**DATASET EXCERPTS:**

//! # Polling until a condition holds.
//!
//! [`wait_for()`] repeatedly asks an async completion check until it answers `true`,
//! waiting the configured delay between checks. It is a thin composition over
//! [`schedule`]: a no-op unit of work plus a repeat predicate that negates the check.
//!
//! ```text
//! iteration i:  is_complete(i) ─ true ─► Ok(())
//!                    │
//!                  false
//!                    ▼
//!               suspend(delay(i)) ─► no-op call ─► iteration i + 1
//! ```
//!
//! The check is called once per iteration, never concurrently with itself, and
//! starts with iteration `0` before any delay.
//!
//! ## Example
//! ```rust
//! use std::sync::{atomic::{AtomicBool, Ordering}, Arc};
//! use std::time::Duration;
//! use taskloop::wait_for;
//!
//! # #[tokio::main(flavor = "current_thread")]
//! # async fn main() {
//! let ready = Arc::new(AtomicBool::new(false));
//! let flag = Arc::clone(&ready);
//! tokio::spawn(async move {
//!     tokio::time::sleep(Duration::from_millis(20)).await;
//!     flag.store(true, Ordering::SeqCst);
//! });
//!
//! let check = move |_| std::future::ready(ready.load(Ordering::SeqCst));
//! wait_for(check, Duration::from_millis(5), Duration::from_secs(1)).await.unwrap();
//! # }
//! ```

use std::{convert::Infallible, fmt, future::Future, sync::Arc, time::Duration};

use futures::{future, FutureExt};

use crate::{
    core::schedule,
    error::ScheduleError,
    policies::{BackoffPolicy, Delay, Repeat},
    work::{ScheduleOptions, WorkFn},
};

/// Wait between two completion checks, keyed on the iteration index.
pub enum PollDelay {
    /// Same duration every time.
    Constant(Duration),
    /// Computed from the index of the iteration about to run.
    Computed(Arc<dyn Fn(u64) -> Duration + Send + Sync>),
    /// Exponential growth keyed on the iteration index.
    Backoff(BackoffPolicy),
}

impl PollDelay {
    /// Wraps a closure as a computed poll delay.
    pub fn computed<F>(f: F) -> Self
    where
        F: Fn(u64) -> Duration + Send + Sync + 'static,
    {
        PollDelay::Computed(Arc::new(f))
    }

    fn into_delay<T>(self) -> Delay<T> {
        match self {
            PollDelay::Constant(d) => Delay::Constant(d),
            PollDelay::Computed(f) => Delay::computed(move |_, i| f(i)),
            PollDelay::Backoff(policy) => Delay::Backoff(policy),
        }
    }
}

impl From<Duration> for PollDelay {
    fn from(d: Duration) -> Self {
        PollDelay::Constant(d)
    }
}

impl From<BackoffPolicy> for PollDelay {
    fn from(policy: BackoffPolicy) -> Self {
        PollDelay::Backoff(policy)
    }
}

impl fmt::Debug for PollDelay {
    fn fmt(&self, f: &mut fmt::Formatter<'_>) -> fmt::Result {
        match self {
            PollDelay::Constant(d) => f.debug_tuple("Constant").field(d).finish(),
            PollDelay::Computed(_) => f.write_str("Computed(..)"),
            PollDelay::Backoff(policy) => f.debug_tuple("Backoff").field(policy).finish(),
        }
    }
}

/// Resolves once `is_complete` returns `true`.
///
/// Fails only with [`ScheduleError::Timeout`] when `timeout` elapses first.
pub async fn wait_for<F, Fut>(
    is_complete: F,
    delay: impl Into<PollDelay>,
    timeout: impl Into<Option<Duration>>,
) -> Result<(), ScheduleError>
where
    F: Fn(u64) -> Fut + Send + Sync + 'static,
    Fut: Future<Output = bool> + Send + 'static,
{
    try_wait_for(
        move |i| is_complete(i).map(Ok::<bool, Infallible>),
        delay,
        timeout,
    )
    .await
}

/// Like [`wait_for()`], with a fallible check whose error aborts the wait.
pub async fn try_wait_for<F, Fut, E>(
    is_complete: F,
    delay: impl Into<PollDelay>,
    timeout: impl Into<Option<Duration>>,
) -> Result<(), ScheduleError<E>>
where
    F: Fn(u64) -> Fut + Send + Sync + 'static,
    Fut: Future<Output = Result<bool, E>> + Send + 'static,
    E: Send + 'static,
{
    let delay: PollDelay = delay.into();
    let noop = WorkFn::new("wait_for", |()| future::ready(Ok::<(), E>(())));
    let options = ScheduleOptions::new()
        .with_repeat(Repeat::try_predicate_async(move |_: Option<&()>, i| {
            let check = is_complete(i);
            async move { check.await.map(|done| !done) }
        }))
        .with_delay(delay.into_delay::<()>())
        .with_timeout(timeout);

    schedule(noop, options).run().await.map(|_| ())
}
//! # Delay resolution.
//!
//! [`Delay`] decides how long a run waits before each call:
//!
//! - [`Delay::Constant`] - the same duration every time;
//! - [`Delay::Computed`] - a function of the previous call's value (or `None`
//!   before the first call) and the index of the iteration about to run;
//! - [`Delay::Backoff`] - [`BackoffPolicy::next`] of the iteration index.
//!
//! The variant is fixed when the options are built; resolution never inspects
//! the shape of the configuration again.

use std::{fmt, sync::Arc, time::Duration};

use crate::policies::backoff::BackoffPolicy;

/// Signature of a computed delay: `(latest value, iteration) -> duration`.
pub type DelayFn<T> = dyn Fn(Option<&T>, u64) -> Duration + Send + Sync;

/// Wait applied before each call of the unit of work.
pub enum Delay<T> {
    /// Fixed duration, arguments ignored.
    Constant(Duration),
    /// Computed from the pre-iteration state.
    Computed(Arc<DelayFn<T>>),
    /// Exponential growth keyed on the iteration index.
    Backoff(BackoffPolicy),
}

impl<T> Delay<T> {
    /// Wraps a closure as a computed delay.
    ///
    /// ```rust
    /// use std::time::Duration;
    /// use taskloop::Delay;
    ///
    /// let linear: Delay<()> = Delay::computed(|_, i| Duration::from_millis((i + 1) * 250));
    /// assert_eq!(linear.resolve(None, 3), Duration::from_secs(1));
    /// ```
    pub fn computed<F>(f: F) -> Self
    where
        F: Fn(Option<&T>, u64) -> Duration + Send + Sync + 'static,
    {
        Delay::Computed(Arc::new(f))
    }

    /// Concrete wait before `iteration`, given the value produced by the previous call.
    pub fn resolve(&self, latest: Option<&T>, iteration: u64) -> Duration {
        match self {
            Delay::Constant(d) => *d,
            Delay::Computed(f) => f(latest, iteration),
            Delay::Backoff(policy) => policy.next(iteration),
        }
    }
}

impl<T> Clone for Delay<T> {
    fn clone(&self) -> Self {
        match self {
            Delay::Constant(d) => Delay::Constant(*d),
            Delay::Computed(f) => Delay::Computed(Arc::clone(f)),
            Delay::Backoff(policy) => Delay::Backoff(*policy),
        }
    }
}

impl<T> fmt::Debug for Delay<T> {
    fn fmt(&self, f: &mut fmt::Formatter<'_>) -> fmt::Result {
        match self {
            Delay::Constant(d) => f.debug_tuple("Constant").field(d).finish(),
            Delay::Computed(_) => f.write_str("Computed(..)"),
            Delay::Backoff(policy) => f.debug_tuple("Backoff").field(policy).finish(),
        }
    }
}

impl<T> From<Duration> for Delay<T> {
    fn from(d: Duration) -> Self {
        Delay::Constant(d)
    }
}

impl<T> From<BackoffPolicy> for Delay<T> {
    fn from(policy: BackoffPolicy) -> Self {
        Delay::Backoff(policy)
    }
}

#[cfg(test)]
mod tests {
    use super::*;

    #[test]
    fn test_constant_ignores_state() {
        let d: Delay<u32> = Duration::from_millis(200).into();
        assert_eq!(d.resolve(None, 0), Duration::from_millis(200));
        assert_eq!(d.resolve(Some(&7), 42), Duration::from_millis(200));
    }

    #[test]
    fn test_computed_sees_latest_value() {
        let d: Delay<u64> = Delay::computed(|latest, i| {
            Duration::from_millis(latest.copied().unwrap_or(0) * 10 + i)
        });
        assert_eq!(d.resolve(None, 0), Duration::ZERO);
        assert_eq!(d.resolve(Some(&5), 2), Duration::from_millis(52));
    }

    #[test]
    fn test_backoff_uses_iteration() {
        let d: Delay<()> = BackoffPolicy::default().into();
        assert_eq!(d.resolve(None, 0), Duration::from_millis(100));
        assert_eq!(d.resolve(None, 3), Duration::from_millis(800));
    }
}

**PROBLEM DESCRIPTION:** Write out the lines above, starting at the line that contains "assert_eq!(d.resolve(Some(&5), 2), Duration::from_millis(52));" and ending with the final line, and nothing else; copy them exactly.

**TASK OUTPUT:**
        assert_eq!(d.resolve(Some(&5), 2), Duration::from_millis(52));
    }

    #[test]
    fn test_backoff_uses_iteration() {
        let d: Delay<()> = BackoffPolicy::default().into();
        assert_eq!(d.resolve(None, 0), Duration::from_millis(100));
        assert_eq!(d.resolve(None, 3), Duration::from_millis(800));
    }
}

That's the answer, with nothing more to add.